O causo acima coloca o leitor em condições de ficar sabendo quem é o Zote. Já o marechal dispensa apresentações. Cidadão ilibado e discreto, intelectual, comedido nos gestos, Humberto Alencar Castelo Branco foi o primeiro presidente do ciclo de militares catapultados às culminâncias do poder político com o golpe de 64.

No dia 3 de maio de 1964, os caminhos do Zote e do marechal se cruzaram. Este amigo de vocês estava lá. Viu, anotou e registra aqui o ocorrido. Castelo Branco visitava Uberaba, pouco depois de assumir o governo. Manteve acesa tradição implantada por Getúlio: a participação presidencial na solenidade de abertura da feira de zebu.

Desceu do avião em meio a forte aparato de segurança, recebendo os cumprimentos protocolares. Dirigiu-se à porta de saída do aeroporto. Nas imediações, ao contrário de outros anos, a presença de público, contido por cordões de isolamento, era reduzida.

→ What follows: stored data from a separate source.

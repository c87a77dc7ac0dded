use crate::error::{ProxyError, Result};
use serde::{Deserialize, Serialize};
use std::path::{Path, PathBuf};

#[derive(Debug, Clone, Serialize, Deserialize)]
pub struct ProxyConfig {
    #[serde(default = "default_port")]
    pub port: u16,
    #[serde(default)]
    pub upstream: UpstreamConfig,
    #[serde(default)]
    pub auth: AuthConfig,
    /// Model whitelist. Empty means every model is allowed.
    #[serde(default)]
    pub models: Vec<String>,
}

#[derive(Debug, Clone, Serialize, Deserialize)]
pub struct UpstreamConfig {
    #[serde(default = "default_base_url")]
    pub base_url: String,
    /// Environment variable holding a server-side upstream key.
    #[serde(default, skip_serializing_if = "Option::is_none")]
    pub api_key_env: Option<String>,
    #[serde(default = "default_timeout_secs")]
    pub timeout_secs: u64,
    /// Ask the upstream to append a usage frame to streams.
    #[serde(default = "default_stream_usage")]
    pub stream_usage: bool,
}

#[derive(Debug, Clone, Default, Serialize, Deserialize)]
pub struct AuthConfig {
    /// Client keys accepted by the bridge. Empty forwards the client key upstream.
    #[serde(default)]
    pub client_keys: Vec<String>,
}

fn default_port() -> u16 {
    4222
}

fn default_base_url() -> String {
    "https://api.openai.com/v1".to_string()
}

fn default_timeout_secs() -> u64 {
    300
}

fn default_stream_usage() -> bool {
    true
}

impl Default for UpstreamConfig {
    fn default() -> Self {
        Self {
            base_url: default_base_url(),
            api_key_env: None,
            timeout_secs: default_timeout_secs(),
            stream_usage: default_stream_usage(),
        }
    }
}

impl Default for ProxyConfig {
    fn default() -> Self {
        Self {
            port: default_port(),
            upstream: UpstreamConfig::default(),
            auth: AuthConfig::default(),
            models: Vec::new(),
        }
    }
}

impl ProxyConfig {
    /// Load config from a TOML file.
    pub fn load(path: &Path) -> Result<Self> {
        let content = std::fs::read_to_string(path).map_err(|e| {
            ProxyError::config(format!("Failed to read config file {}: {}", path.display(), e))
        })?;
        let config: Self = toml::from_str(&content)?;
        Ok(config)
    }

    /// Search standard locations for a config file, falling back to defaults.
    /// Priority: CLI arg > CWD > XDG config > home dir
    pub fn find_and_load(explicit_path: Option<&Path>) -> Result<Self> {
        if let Some(path) = explicit_path {
            return Self::load(path);
        }

        for candidate in &config_search_paths() {
            if candidate.exists() {
                tracing::info!(path = %candidate.display(), "Loading config");
                return Self::load(candidate);
            }
        }

        tracing::info!("No config file found, using built-in defaults");
        Ok(Self::default())
    }

    /// Join the upstream base URL with an API path such as `/chat/completions`.
    pub fn upstream_url(&self, path: &str) -> String {
        format!(
            "{}/{}",
            self.upstream.base_url.trim_end_matches('/'),
            path.trim_start_matches('/')
        )
    }

    /// Server-side upstream key, if one is configured and present in the environment.
    pub fn server_api_key(&self) -> Option<String> {
        let var = self.upstream.api_key_env.as_deref()?;
        std::env::var(var).ok().filter(|k| !k.trim().is_empty())
    }

    pub fn is_model_allowed(&self, model: &str) -> bool {
        self.models.is_empty() || self.models.iter().any(|m| m == model)
    }
}

pub fn config_search_paths() -> Vec<PathBuf> {
    let mut paths = Vec::new();

    // CWD
    paths.push(PathBuf::from("claude-openai-bridge.toml"));

    // XDG / platform config dir
    if cfg!(target_os = "macos") {
        if let Some(home) = home_dir() {
            paths.push(
                home.join("Library")
                    .join("Application Support")
                    .join("claude-openai-bridge")
                    .join("config.toml"),
            );
        }
    } else {
        if let Ok(xdg) = std::env::var("XDG_CONFIG_HOME") {
            paths.push(
                PathBuf::from(xdg)
                    .join("claude-openai-bridge")
                    .join("config.toml"),
            );
        }
        if let Some(home) = home_dir() {
            paths.push(
                home.join(".config")
                    .join("claude-openai-bridge")
                    .join("config.toml"),
            );
        }
    }

    // Home directory fallback
    if let Some(home) = home_dir() {
        paths.push(home.join(".claude-openai-bridge.toml"));
    }

    paths
}

fn home_dir() -> Option<PathBuf> {
    std::env::var("HOME").ok().map(PathBuf::from)
}
//! Type definitions for the [OpenAI Chat Completions API](https://platform.openai.com/docs/api-reference/chat).
//!
//! These types represent both the request format (what we send upstream)
//! and the response format (what the upstream sends back), including streaming chunks.
//! Response-side types default missing or `null` fields so that any JSON
//! object parses.

use serde::{Deserialize, Deserializer, Serialize};

// ---------------------------------------------------------------------------
// Request types (what we send TO the upstream)
// ---------------------------------------------------------------------------

#[derive(Debug, Clone, Serialize, Deserialize)]
pub struct ChatCompletionRequest {
    pub model: String,
    pub messages: Vec<ChatMessage>,
    #[serde(skip_serializing_if = "Option::is_none")]
    pub max_tokens: Option<u64>,
    #[serde(skip_serializing_if = "Option::is_none")]
    pub temperature: Option<f64>,
    #[serde(skip_serializing_if = "Option::is_none")]
    pub top_p: Option<f64>,
    #[serde(skip_serializing_if = "Option::is_none")]
    pub stop: Option<Vec<String>>,
    pub stream: bool,
    #[serde(skip_serializing_if = "Option::is_none")]
    pub stream_options: Option<StreamOptions>,
}

#[derive(Debug, Clone, Serialize, Deserialize)]
pub struct StreamOptions {
    pub include_usage: bool,
}

#[derive(Debug, Clone, Serialize, Deserialize, PartialEq)]
pub struct ChatMessage {
    pub role: String,
    pub content: String,
}

/// Treat an explicit `null` the same as a missing field.
fn null_as_default<'de, D, T>(deserializer: D) -> Result<T, D::Error>
where
    D: Deserializer<'de>,
    T: Default + Deserialize<'de>,
{
    Ok(Option::<T>::deserialize(deserializer)?.unwrap_or_default())
}

// ---------------------------------------------------------------------------
// Response types (what we receive FROM the upstream)
// ---------------------------------------------------------------------------

#[derive(Debug, Clone, Serialize, Deserialize)]
pub struct ChatCompletionResponse {
    #[serde(default, deserialize_with = "null_as_default")]
    pub id: String,
    #[serde(default, deserialize_with = "null_as_default")]
    pub object: String,
    #[serde(default, deserialize_with = "null_as_default")]
    pub created: u64,
    #[serde(default, deserialize_with = "null_as_default")]
    pub model: String,
    #[serde(default, deserialize_with = "null_as_default")]
    pub choices: Vec<Choice>,
    #[serde(skip_serializing_if = "Option::is_none")]
    pub usage: Option<ChatUsage>,
}

#[derive(Debug, Clone, Serialize, Deserialize)]
pub struct Choice {
    #[serde(default, deserialize_with = "null_as_default")]
    pub index: u64,
    #[serde(default, deserialize_with = "null_as_default")]
    pub message: ChoiceMessage,
    pub finish_reason: Option<String>,
}

#[derive(Debug, Clone, Default, Serialize, Deserialize)]
pub struct ChoiceMessage {
    #[serde(default, deserialize_with = "null_as_default")]
    pub role: String,
    #[serde(default)]
    pub content: Option<String>,
}

#[derive(Debug, Clone, Default, Serialize, Deserialize)]
pub struct ChatUsage {
    #[serde(default, deserialize_with = "null_as_default")]
    pub prompt_tokens: u64,
    #[serde(default, deserialize_with = "null_as_default")]
    pub completion_tokens: u64,
    #[serde(default, deserialize_with = "null_as_default")]
    pub total_tokens: u64,
}

// ---------------------------------------------------------------------------
// Streaming chunk types
// ---------------------------------------------------------------------------

#[derive(Debug, Clone, Default, Serialize, Deserialize)]
pub struct ChatCompletionChunk {
    #[serde(default, deserialize_with = "null_as_default")]
    pub id: String,
    #[serde(default, deserialize_with = "null_as_default")]
    pub object: String,
    #[serde(default, deserialize_with = "null_as_default")]
    pub created: u64,
    #[serde(default, deserialize_with = "null_as_default")]
    pub model: String,
    #[serde(default, deserialize_with = "null_as_default")]
    pub choices: Vec<ChunkChoice>,
    #[serde(skip_serializing_if = "Option::is_none")]
    pub usage: Option<ChatUsage>,
}

#[derive(Debug, Clone, Default, Serialize, Deserialize)]
pub struct ChunkChoice {
    #[serde(default, deserialize_with = "null_as_default")]
    pub index: u64,
    #[serde(default, deserialize_with = "null_as_default")]
    pub delta: ChunkDelta,
    pub finish_reason: Option<String>,
}

#[derive(Debug, Clone, Default, Serialize, Deserialize)]
pub struct ChunkDelta {
    #[serde(skip_serializing_if = "Option::is_none")]
    pub role: Option<String>,
    #[serde(skip_serializing_if = "Option::is_none")]
    pub content: Option<String>,
}

// ---------------------------------------------------------------------------
// Error types
// ---------------------------------------------------------------------------

#[derive(Debug, Clone, Serialize, Deserialize)]
pub struct ChatErrorResponse {
    pub error: ChatError,
}

#[derive(Debug, Clone, Serialize, Deserialize)]
pub struct ChatError {
    pub message: String,
    #[serde(rename = "type")]
    #[serde(default)]
    pub error_type: Option<String>,
    #[serde(default)]
    pub code: Option<serde_json::Value>,
}
pub mod auth;
pub mod config;
pub mod error;
pub mod proxy;
pub mod server;
pub mod translate;

pub use config::ProxyConfig;
pub use error::{ProxyError, Result};
pub use server::{build_router, AppState};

À hora em que transpunha a distância até o veículo que o conduziria ao parque da Exposição, uma voz esganiçada, em meio aos populares, passou a chamá-lo: – Castelo, Castelo! O marechal e o pessoal à volta, trazendo nos semblantes claros sinais de tensão, voltaram-se pra o ponto de onde provinha a inesperada chamada. Era o Zote: “- Castelo, vê se dá pra manerar. A barra tá pesando.” Posso garantir, como testemunha ocular, que na cara habitualmente sisuda do marechal ganhou contorno um sorriso.